My friend and I joke about how there are times that we need our kids (and it's good for them) to play on their own. They pull at us, and we encourage them to go play with their blocks, their books, their animals, etc. The funny part is that in a few years, they're going to be playing with their friends or by themselves and it's going to be us pulling at their clothes, trying to get them to play with us.
Another one of my friends talks about missing her "big boys." Her toddlers take more time and attention and she misses her older boys. They buckle themselves into the car seats and she wishes they needed her help.
As Burl took over our little Mama-Burl playtime and launched into his own rhythm, separate from me, I thought to myself that it's starting.

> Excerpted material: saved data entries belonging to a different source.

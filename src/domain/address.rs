use serde::{Deserialize, Serialize};
use uuid::Uuid;

/// Account-level profile row. Carries an optional free-form address that
/// checkout falls back to when no saved address is flagged default.
#[derive(Debug, Clone, PartialEq, Serialize, Deserialize)]
pub struct Profile {
    pub id: Uuid,
    pub name: Option<String>,
    pub phone: Option<String>,
    pub address: Option<String>,
    pub city: Option<String>,
    pub postal_code: Option<String>,
}

/// A shipping address. Saved rows carry their row id; the snapshot derived
/// from a profile does not.
#[derive(Debug, Clone, PartialEq, Serialize, Deserialize)]
pub struct Address {
    #[serde(default, skip_serializing_if = "Option::is_none")]
    pub id: Option<Uuid>,
    #[serde(default, skip_serializing_if = "Option::is_none")]
    pub user_id: Option<Uuid>,
    pub name: String,
    pub phone: String,
    #[serde(default)]
    pub address_line: Option<String>,
    #[serde(default)]
    pub city: Option<String>,
    #[serde(default)]
    pub postal_code: Option<String>,
    #[serde(default)]
    pub is_default: bool,
}

/// Payload for saving a new address row.
#[derive(Debug, Clone, Serialize)]
pub struct NewAddress {
    pub user_id: Uuid,
    pub name: String,
    pub phone: String,
    pub address_line: Option<String>,
    pub city: Option<String>,
    pub postal_code: Option<String>,
    pub is_default: bool,
}

impl Profile {
    /// Projects the profile into an address snapshot, if it carries one.
    pub fn as_address(&self) -> Option<Address> {
        let line = self.address.clone()?;
        Some(Address {
            id: None,
            user_id: Some(self.id),
            name: self.name.clone().unwrap_or_default(),
            phone: self.phone.clone().unwrap_or_default(),
            address_line: Some(line),
            city: self.city.clone(),
            postal_code: self.postal_code.clone(),
            is_default: false,
        })
    }
}

#[cfg(test)]
mod tests {
    use super::*;

    fn profile(address: Option<&str>) -> Profile {
        Profile {
            id: Uuid::new_v4(),
            name: Some("Asha".to_string()),
            phone: Some("9999000011".to_string()),
            address: address.map(str::to_string),
            city: Some("Pune".to_string()),
            postal_code: Some("411001".to_string()),
        }
    }

    #[test]
    fn profile_with_address_projects_to_snapshot() {
        let p = profile(Some("12 Garden Lane"));
        let addr = p.as_address().expect("has an address");

        assert_eq!(addr.id, None);
        assert_eq!(addr.user_id, Some(p.id));
        assert_eq!(addr.name, "Asha");
        assert_eq!(addr.address_line.as_deref(), Some("12 Garden Lane"));
        assert!(!addr.is_default);
    }

    #[test]
    fn profile_without_address_projects_to_none() {
        assert!(profile(None).as_address().is_none());
    }

    #[test]
    fn address_deserializes_with_missing_default_flag() {
        let addr: Address = serde_json::from_str(
            r#"{"id":"6f7c9c34-9d61-4a5c-a2b5-6f4a39a6c1de","name":"Asha","phone":"9999000011"}"#,
        )
        .expect("deserializes");

        assert!(!addr.is_default);
        assert!(addr.address_line.is_none());
    }
}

He's pulling away from his Mama, and I got a little dramatic about it in my head.
I just sat there on the floor, watching my little baby turning into a kid. I snapped pictures. I praised. I watched. I adored it. He might want to play on his own, but he loves having me there watching him. I relish that. And now, I relish even more the times that he asks me to "come Mama. Watch me."
Sometimes I'm changing Fern's diaper, cleaning, or just making the wrong decision to keep with what I'm working on at the moment, but hopefully, I'll start to remember that this little time is short and fleeting. Playing with my kids is fun and special and my hope is that we will have sweet memories of these times together.
I don't want to sound like one of those people who always find something critical to say ('cause I can't stand those people!).....but one thing I found with children is that sometimes it's important for them to have to wait for your time or attention(unless they're infants, or in pain/sick). It's important for them to learn that other people have needs, tasks, things to be done. Not always, but sometimes. Kids who get used to parents who drop everything to deal with their every need, tend to be self-centered (long past the stage where they're all self-centered).
ReplyDeleteThanks for the criticism. wink-wink. I like to craft, keep a clean house, and get out and about a lot. Trust me...Burl has times when he has to entertain himself. And Ferny is just too good at playing by herself.
DeleteThanks!!! Meg
I agree with Carol-Anne, kids need to learn to be alone. BUT, it is with a heavy heart that you realize you are not needed to do the little fun things. Toddlers are for such a short time, especially that first one. Kiss him, hug him, and play with him as long as you can. That middle age for kids is much longer and that baby/toddler stuff is so important to watch and document for your own memories. Good job, Meg!